Последний из трех предводителей мятежа не несет какой-либо определенной идейной задачи. Отчасти этим образом Диккенс продолжает критику публичной казни, ибо Деннис — палач, для которого чинимые во время погромов насилия, как и последующие акты карающей справедливости — только удовлетворение садистских наклонностей. И читая о том, как в его воспаленной насилием голове мешаются в одну кучу представления о власти и анархии, приходишь к мысли, что Деннис представляет опасность для всякого общества, допускающего жестокость в качестве самозащиты. За исключением Барнеби все погромщики отвратительны: они сквернословят, жаждут крови, от них несет винным перегаром; все это производит тяжелое впечатление — и это несмотря на сказочную живость диккенсовского рассказа, способного облагородить что угодно и кого угодно; однако даже на этом фоне Деннис вызывает непреодолимое физическое отвращение каждым своим поступком и словом. Наше нравственное чувство восстает против закоренелого садизма этого палача-профессионала. Направив острие своей критики против мерзкой сущности погромщиков, Диккенс не упустил случая еще раз вскрыть порочность общества, всегда держащего наготове свою карающую длань.

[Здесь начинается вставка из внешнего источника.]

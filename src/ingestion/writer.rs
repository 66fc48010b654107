//! Batched, idempotent writes of decade artifacts to the graph store.

use crate::config::DEFAULT_BATCH_SIZE;
use crate::error::{BatchWriteFailure, LoaderError, LoaderResult};
use crate::graph_store::{BatchOutcome, GraphStore, MovieUpsert};
use crate::ingestion::source::RecordStream;
use crate::logging::{DiagnosticEvent, Diagnostics, LogFeature};
use crate::schema::MovieRecord;
use serde::Serialize;
use std::path::Path;

/// Result of writing one artifact (or one in-memory record sequence)
#[derive(Debug, Clone, Default, PartialEq, Serialize)]
pub struct WriteSummary {
    pub source: String,
    pub rows_read: usize,
    /// Rows that could not be re-parsed from the artifact
    pub rows_skipped: usize,
    pub rows_written: usize,
    pub batches_attempted: usize,
    pub batches_committed: usize,
    pub outcome: BatchOutcome,
    pub failures: Vec<BatchWriteFailure>,
}

impl WriteSummary {
    pub fn merge(&mut self, other: WriteSummary) {
        self.rows_read += other.rows_read;
        self.rows_skipped += other.rows_skipped;
        self.rows_written += other.rows_written;
        self.batches_attempted += other.batches_attempted;
        self.batches_committed += other.batches_committed;
        self.outcome.merge(other.outcome);
        self.failures.extend(other.failures);
    }
}

/// Pending rows plus the source ordinals they came from
struct PendingBatch {
    upserts: Vec<MovieUpsert>,
    first_row: usize,
    last_row: usize,
}

impl PendingBatch {
    fn with_capacity(capacity: usize) -> Self {
        Self {
            upserts: Vec::with_capacity(capacity),
            first_row: 0,
            last_row: 0,
        }
    }

    fn push(&mut self, row: usize, upsert: MovieUpsert) {
        if self.upserts.is_empty() {
            self.first_row = row;
        }
        self.last_row = row;
        self.upserts.push(upsert);
    }
}

/// Streams records into the store in fixed-size batches.
///
/// Each batch is its own unit of work. A failed batch is recorded with its source and
/// row range and the writer moves on to the next one.
pub struct BatchWriter<'a> {
    store: &'a dyn GraphStore,
    batch_size: usize,
    diagnostics: &'a Diagnostics,
}

impl<'a> BatchWriter<'a> {
    pub fn new(store: &'a dyn GraphStore, diagnostics: &'a Diagnostics) -> Self {
        Self {
            store,
            batch_size: DEFAULT_BATCH_SIZE,
            diagnostics,
        }
    }

    /// Rows per batch. Zero is treated as one.
    pub fn with_batch_size(mut self, batch_size: usize) -> Self {
        self.batch_size = batch_size.max(1);
        self
    }

    /// Write every row of a decade artifact.
    ///
    /// Fails only when the artifact cannot be read; rows that fail to re-parse are
    /// skipped and recorded.
    pub async fn write_artifact(&self, path: &Path) -> LoaderResult<WriteSummary> {
        let source = path
            .file_name()
            .map(|name| name.to_string_lossy().into_owned())
            .unwrap_or_else(|| path.display().to_string());
        self.diagnostics.info(
            LogFeature::Writer,
            format!("Loading movies from {}", source),
        );

        let stream = RecordStream::open_artifact(path, self.diagnostics)?;
        self.write_stream(&source, stream.enumerate().map(|(i, r)| (i + 1, r)))
            .await
    }

    /// Write in-memory records, numbering rows from 1
    pub async fn write_records<I>(&self, source: &str, records: I) -> LoaderResult<WriteSummary>
    where
        I: IntoIterator<Item = MovieRecord>,
    {
        let rows = records
            .into_iter()
            .enumerate()
            .map(|(i, record)| (i + 1, Ok(record)));
        self.write_stream(source, rows).await
    }

    async fn write_stream<I>(&self, source: &str, rows: I) -> LoaderResult<WriteSummary>
    where
        I: Iterator<Item = (usize, LoaderResult<MovieRecord>)>,
    {
        let mut summary = WriteSummary {
            source: source.to_string(),
            ..Default::default()
        };
        let mut batch = PendingBatch::with_capacity(self.batch_size);

        for (row, result) in rows {
            summary.rows_read += 1;
            match result {
                Ok(record) => batch.push(row, MovieUpsert::from_record(record)),
                Err(LoaderError::SchemaViolation(violation)) => {
                    summary.rows_skipped += 1;
                    self.diagnostics.record(
                        DiagnosticEvent::error(
                            LogFeature::Writer,
                            format!("Skipping unreadable row in {}: {}", source, violation),
                        )
                        .at_row(row)
                        .on_field(violation.field.clone()),
                    );
                }
                Err(other) => return Err(other),
            }

            if batch.upserts.len() >= self.batch_size {
                self.flush(&mut summary, &batch).await;
                batch = PendingBatch::with_capacity(self.batch_size);
            }
        }

        if !batch.upserts.is_empty() {
            self.flush(&mut summary, &batch).await;
        }

        self.diagnostics.info(
            LogFeature::Writer,
            format!(
                "Finished {}: {} rows written in {}/{} batches",
                source, summary.rows_written, summary.batches_committed, summary.batches_attempted
            ),
        );
        Ok(summary)
    }

    async fn flush(&self, summary: &mut WriteSummary, batch: &PendingBatch) {
        summary.batches_attempted += 1;
        let batch_index = summary.batches_attempted;

        match self.store.write_batch(&batch.upserts).await {
            Ok(outcome) => {
                summary.batches_committed += 1;
                summary.rows_written += batch.upserts.len();
                summary.outcome.merge(outcome);
                self.diagnostics.info(
                    LogFeature::Writer,
                    format!("Processed {} rows from {}", batch.last_row, summary.source),
                );
            }
            Err(e) => {
                let failure = BatchWriteFailure {
                    source: summary.source.clone(),
                    batch_index,
                    first_row: batch.first_row,
                    last_row: batch.last_row,
                    cause: e.to_string(),
                };
                self.diagnostics.record(
                    DiagnosticEvent::error(LogFeature::Writer, failure.to_string())
                        .at_row(batch.first_row),
                );
                summary.failures.push(failure);
            }
        }
    }
}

Вся троица предводителей мятежников замечательным образом являет собой и возвеличение и приговор силам мятежа; ирония этого противоречия тем более акцентируется, что никто из них не знает истинных побуждений другого. Оттого так впечатляюще изображение толпы и погромов. Однако причины выступления остались нераскрытыми. Диккенс питал явное отвращение к ревностному протестантству, а в период публикации «Барнеби Раджа» истово пуританское крыло англиканской церкви вело себя особенно шумно. Но при этом Диккенс не жаловал и римско-католическую церковь — наоборот, вскоре он проникнется к ней острой неприязнью. Поэтому различие религиозных убеждений, мотивирующее столкновение героев, выглядит безжизненным и малоубедительным. Чтобы сделать книгу большим романом о революционных потрясениях, оставив за собой право испытывать к ним самые противоречивые чувства, требовалось найти некий символ власти, такую организацию, по которой можно было бы судить о неполадках в общественном механизме. Но такая задача была еще не по силам Диккенсу. В следующем своем романе, в «Мартине Чеззлвите», он сделает шаг в этом направлении, изобразив фиктивную страховую компанию. Пока же таким символом в известной степени является Ньюгетская тюрьма, с детских лет будоражившая его воображение. Однако эта тюрьма не может быть олицетворением общественного порядка — это не Бастилия, она не имеет ровно никакого отношения к политике. В сущности говоря, Ньюгетская тюрьма нужна Диккенсу как драматический катализатор весьма побочной сюжетной линии, связанной с отцом Барнеби — образ беглого убийцы был слишком интересен для Диккенса, чтобы он не уделил ему некоторого внимания.